● **WORK INSTRUCTION**:
The listing below holds a line with "- Health check" and a line with "pub(crate) struct RequestExtensions". Reproduce those two lines exactly, plus everything between them.

● **EXERCISE INPUT**:
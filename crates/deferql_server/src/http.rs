//! Built-in HTTP server.
//!
//! Routes:
//! - POST {endpoint} - persisted operations
//! - GET /health - Health check
//!
//! Operations that defer nothing are answered with a single JSON body.
//! Otherwise the response is `multipart/mixed` and the rounds are written
//! to the body as the scheduler emits them.

use crate::error::{ServerError, ServerResult};
use crate::server::DeferServer;
use bytes::Bytes;
use deferql_runtime::{ChannelEmitter, DeferOverrides, ExecutionEngine, ExecutionOutcome};
use http_body_util::{BodyExt, Full};
use hyper::body::{Body, Frame, Incoming};
use hyper::header::{HeaderName, HeaderValue, ACCESS_CONTROL_ALLOW_ORIGIN, CONTENT_TYPE};
use hyper::server::conn::http1;
use hyper::service::service_fn;
use hyper::{Method, Request, Response, StatusCode};
use hyper_util::rt::TokioIo;
use serde::{Deserialize, Serialize};
use serde_json::Value;
use std::collections::HashMap;
use std::convert::Infallible;
use std::pin::Pin;
use std::sync::Arc;
use std::task::{Context as TaskContext, Poll};
use tokio::net::TcpListener;
use tokio::sync::mpsc;
use tracing::{debug, error, info, warn};

/// Content type of deferred responses.
pub const MULTIPART_CONTENT_TYPE: &str = "multipart/mixed; boundary=\"-\"";

const JSON_CONTENT_TYPE: &str = "application/json";

/// Parts buffered between the scheduler and the connection.
const CHUNK_BUFFER: usize = 16;

#[derive(Debug, Default, Deserialize)]
#[serde(rename_all = "camelCase")]
pub(crate) struct GraphQLRequest {
    #[serde(default)]
    pub operation_name: Option<String>,
    #[serde(default)]
    pub variables: Option<Value>,
    #[serde(default)]
    pub extensions: RequestExtensions,
}

/// `extensions` of a request; unknown members are ignored.
#[derive(Debug, Default, Deserialize)]
pub(crate) struct RequestExtensions {
    /// Budgets for this request only, e.g. `{"maxNestedRounds": 2}`.
    #[serde(default)]
    pub defer: DeferOverrides,
}

/// A validated request body.
#[derive(Debug, Default)]
pub(crate) struct ParsedRequest {
    pub operation_name: Option<String>,
    pub variables: HashMap<String, Value>,
    pub overrides: DeferOverrides,
}

#[derive(Debug, Serialize)]
pub(crate) struct ErrorBody {
    pub errors: Vec<ErrorEntry>,
}

#[derive(Debug, Serialize)]
pub(crate) struct ErrorEntry {
    pub message: String,
    pub extensions: ErrorExtensions,
}

#[derive(Debug, Serialize)]
pub(crate) struct ErrorExtensions {
    pub code: &'static str,
}

pub type BoxBody = http_body_util::combinators::BoxBody<Bytes, hyper::Error>;

fn full<T: Into<Bytes>>(chunk: T) -> BoxBody {
    Full::new(chunk.into())
        .map_err(|never| match never {})
        .boxed()
}

/// Body fed by the scheduler through a channel; ends when the sender is
/// dropped.
#[derive(Debug)]
pub struct ChunkStream {
    receiver: mpsc::Receiver<Bytes>,
}

impl ChunkStream {
    pub fn new(receiver: mpsc::Receiver<Bytes>) -> Self {
        Self { receiver }
    }
}

impl Body for ChunkStream {
    type Data = Bytes;
    type Error = Infallible;

    fn poll_frame(
        mut self: Pin<&mut Self>,
        cx: &mut TaskContext<'_>,
    ) -> Poll<Option<Result<Frame<Bytes>, Infallible>>> {
        self.receiver
            .poll_recv(cx)
            .map(|part| part.map(|bytes| Ok(Frame::data(bytes))))
    }
}

fn response_with(
    status: StatusCode,
    content_type: &'static str,
    body: BoxBody,
) -> Response<BoxBody> {
    let mut response = Response::new(body);
    *response.status_mut() = status;
    let headers = response.headers_mut();
    headers.insert(CONTENT_TYPE, HeaderValue::from_static(content_type));
    headers.insert(ACCESS_CONTROL_ALLOW_ORIGIN, HeaderValue::from_static("*"));
    response
}

fn json_response<T: Serialize>(data: &T) -> Response<BoxBody> {
    match serde_json::to_vec(data) {
        Ok(body) => response_with(StatusCode::OK, JSON_CONTENT_TYPE, full(body)),
        Err(e) => {
            error!("Failed to serialize response: {}", e);
            error_response(
                StatusCode::INTERNAL_SERVER_ERROR,
                "INTERNAL_ERROR",
                "Failed to serialize response",
            )
        }
    }
}

fn error_response(status: StatusCode, code: &'static str, message: &str) -> Response<BoxBody> {
    let body = ErrorBody {
        errors: vec![ErrorEntry {
            message: message.to_string(),
            extensions: ErrorExtensions { code },
        }],
    };
    let bytes = serde_json::to_vec(&body).unwrap_or_default();
    response_with(status, JSON_CONTENT_TYPE, full(bytes))
}

fn server_error_response(err: &ServerError) -> Response<BoxBody> {
    let status = if err.is_client_error() {
        StatusCode::BAD_REQUEST
    } else {
        StatusCode::INTERNAL_SERVER_ERROR
    };
    error_response(status, err.code(), &err.to_string())
}

/// Turns an execution outcome into an HTTP response.
///
/// A streaming outcome gets a `multipart/mixed` body; its rounds run on a
/// spawned task and are written in emission order.
pub fn create_response<E>(outcome: ExecutionOutcome<E>) -> Response<BoxBody>
where
    E: ExecutionEngine + 'static,
{
    match outcome {
        ExecutionOutcome::Complete(response) => json_response(&response),
        ExecutionOutcome::Streaming(stream) => {
            let (mut emitter, receiver) = ChannelEmitter::channel(CHUNK_BUFFER);
            tokio::spawn(async move {
                match stream.run(&mut emitter).await {
                    Ok(report) => debug!(
                        rounds = report.scheduled_rounds,
                        drained = report.drained,
                        "stream finished"
                    ),
                    Err(e) => warn!("Stream aborted: {}", e),
                }
            });

            let body: BoxBody = ChunkStream::new(receiver)
                .map_err(|never| match never {})
                .boxed();
            let mut response = response_with(StatusCode::OK, MULTIPART_CONTENT_TYPE, body);
            response.headers_mut().insert(
                HeaderName::from_static("x-accel-buffering"),
                HeaderValue::from_static("no"),
            );
            response
        }
    }
}

fn parse_request(body: &[u8]) -> ServerResult<ParsedRequest> {
    let request: GraphQLRequest = serde_json::from_slice(body)
        .map_err(|e| ServerError::InvalidRequest(format!("Invalid JSON: {}", e)))?;

    let variables = match request.variables {
        None | Some(Value::Null) => HashMap::new(),
        Some(Value::Object(vars)) => vars.into_iter().collect(),
        Some(other) => {
            return Err(ServerError::InvalidRequest(format!(
                "variables must be an object, found {}",
                other
            )))
        }
    };
    Ok(ParsedRequest {
        operation_name: request.operation_name,
        variables,
        overrides: request.extensions.defer,
    })
}

/// Handles a POST to the GraphQL endpoint.
pub async fn handle_graphql_request(body: Bytes, server: &DeferServer) -> Response<BoxBody> {
    let request = match parse_request(&body) {
        Ok(request) => request,
        Err(e) => return server_error_response(&e),
    };

    debug!(
        operation = ?request.operation_name,
        overrides = !request.overrides.is_empty(),
        "Executing operation"
    );

    let outcome = server
        .execute_with(
            request.operation_name.as_deref(),
            request.variables,
            &request.overrides,
        )
        .await;
    match outcome {
        Ok(outcome) => create_response(outcome),
        Err(e) => {
            debug!("Rejected request: {}", e);
            server_error_response(&e)
        }
    }
}

pub(crate) fn health_response() -> &'static str {
    r#"{"status":"healthy"}"#
}

async fn route(req: Request<Incoming>, server: &DeferServer) -> Response<BoxBody> {
    let (parts, body) = req.into_parts();
    let endpoint = server.config().endpoint.as_str();

    match (&parts.method, parts.uri.path()) {
        (&Method::GET, "/health") => {
            response_with(StatusCode::OK, JSON_CONTENT_TYPE, full(health_response()))
        }
        (&Method::POST, path) if path == endpoint => match body.collect().await {
            Ok(collected) => handle_graphql_request(collected.to_bytes(), server).await,
            Err(e) => server_error_response(&ServerError::InvalidRequest(e.to_string())),
        },
        _ => response_with(
            StatusCode::NOT_FOUND,
            JSON_CONTENT_TYPE,
            full(r#"{"error":"Not Found"}"#),
        ),
    }
}

/// Serves connections from `listener` until accepting fails.
pub async fn serve(listener: TcpListener, server: Arc<DeferServer>) -> ServerResult<()> {
    loop {
        let (stream, peer) = listener.accept().await.map_err(ServerError::Accept)?;
        let io = TokioIo::new(stream);
        let server = Arc::clone(&server);

        tokio::spawn(async move {
            let service = service_fn(move |req: Request<Incoming>| {
                let server = Arc::clone(&server);
                async move { Ok::<_, Infallible>(route(req, &server).await) }
            });

            if let Err(err) = http1::Builder::new().serve_connection(io, service).await {
                if !err.is_incomplete_message() {
                    error!(%peer, "Connection error: {:?}", err);
                }
            }
        });
    }
}

/// Starts the HTTP server.
pub(crate) async fn run_server(server: Arc<DeferServer>) -> ServerResult<()> {
    let addr = server.config().address();
    let listener = TcpListener::bind(&addr)
        .await
        .map_err(|source| ServerError::Bind {
            addr: addr.clone(),
            source,
        })?;

    let local = listener
        .local_addr()
        .map_err(|_| ServerError::InvalidAddress(addr.clone()))?;
    info!("Listening on http://{}{}", local, server.config().endpoint);

    serve(listener, server).await
}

● **RESULT OF THIS EXERCISE**:
//! - GET /health - Health check
//!
//! Operations that defer nothing are answered with a single JSON body.
//! Otherwise the response is `multipart/mixed` and the rounds are written
//! to the body as the scheduler emits them.

use crate::error::{ServerError, ServerResult};
use crate::server::DeferServer;
use bytes::Bytes;
use deferql_runtime::{ChannelEmitter, DeferOverrides, ExecutionEngine, ExecutionOutcome};
use http_body_util::{BodyExt, Full};
use hyper::body::{Body, Frame, Incoming};
use hyper::header::{HeaderName, HeaderValue, ACCESS_CONTROL_ALLOW_ORIGIN, CONTENT_TYPE};
use hyper::server::conn::http1;
use hyper::service::service_fn;
use hyper::{Method, Request, Response, StatusCode};
use hyper_util::rt::TokioIo;
use serde::{Deserialize, Serialize};
use serde_json::Value;
use std::collections::HashMap;
use std::convert::Infallible;
use std::pin::Pin;
use std::sync::Arc;
use std::task::{Context as TaskContext, Poll};
use tokio::net::TcpListener;
use tokio::sync::mpsc;
use tracing::{debug, error, info, warn};

/// Content type of deferred responses.
pub const MULTIPART_CONTENT_TYPE: &str = "multipart/mixed; boundary=\"-\"";

const JSON_CONTENT_TYPE: &str = "application/json";

/// Parts buffered between the scheduler and the connection.
const CHUNK_BUFFER: usize = 16;

#[derive(Debug, Default, Deserialize)]
#[serde(rename_all = "camelCase")]
pub(crate) struct GraphQLRequest {
    #[serde(default)]
    pub operation_name: Option<String>,
    #[serde(default)]
    pub variables: Option<Value>,
    #[serde(default)]
    pub extensions: RequestExtensions,
}

/// `extensions` of a request; unknown members are ignored.
#[derive(Debug, Default, Deserialize)]
pub(crate) struct RequestExtensions {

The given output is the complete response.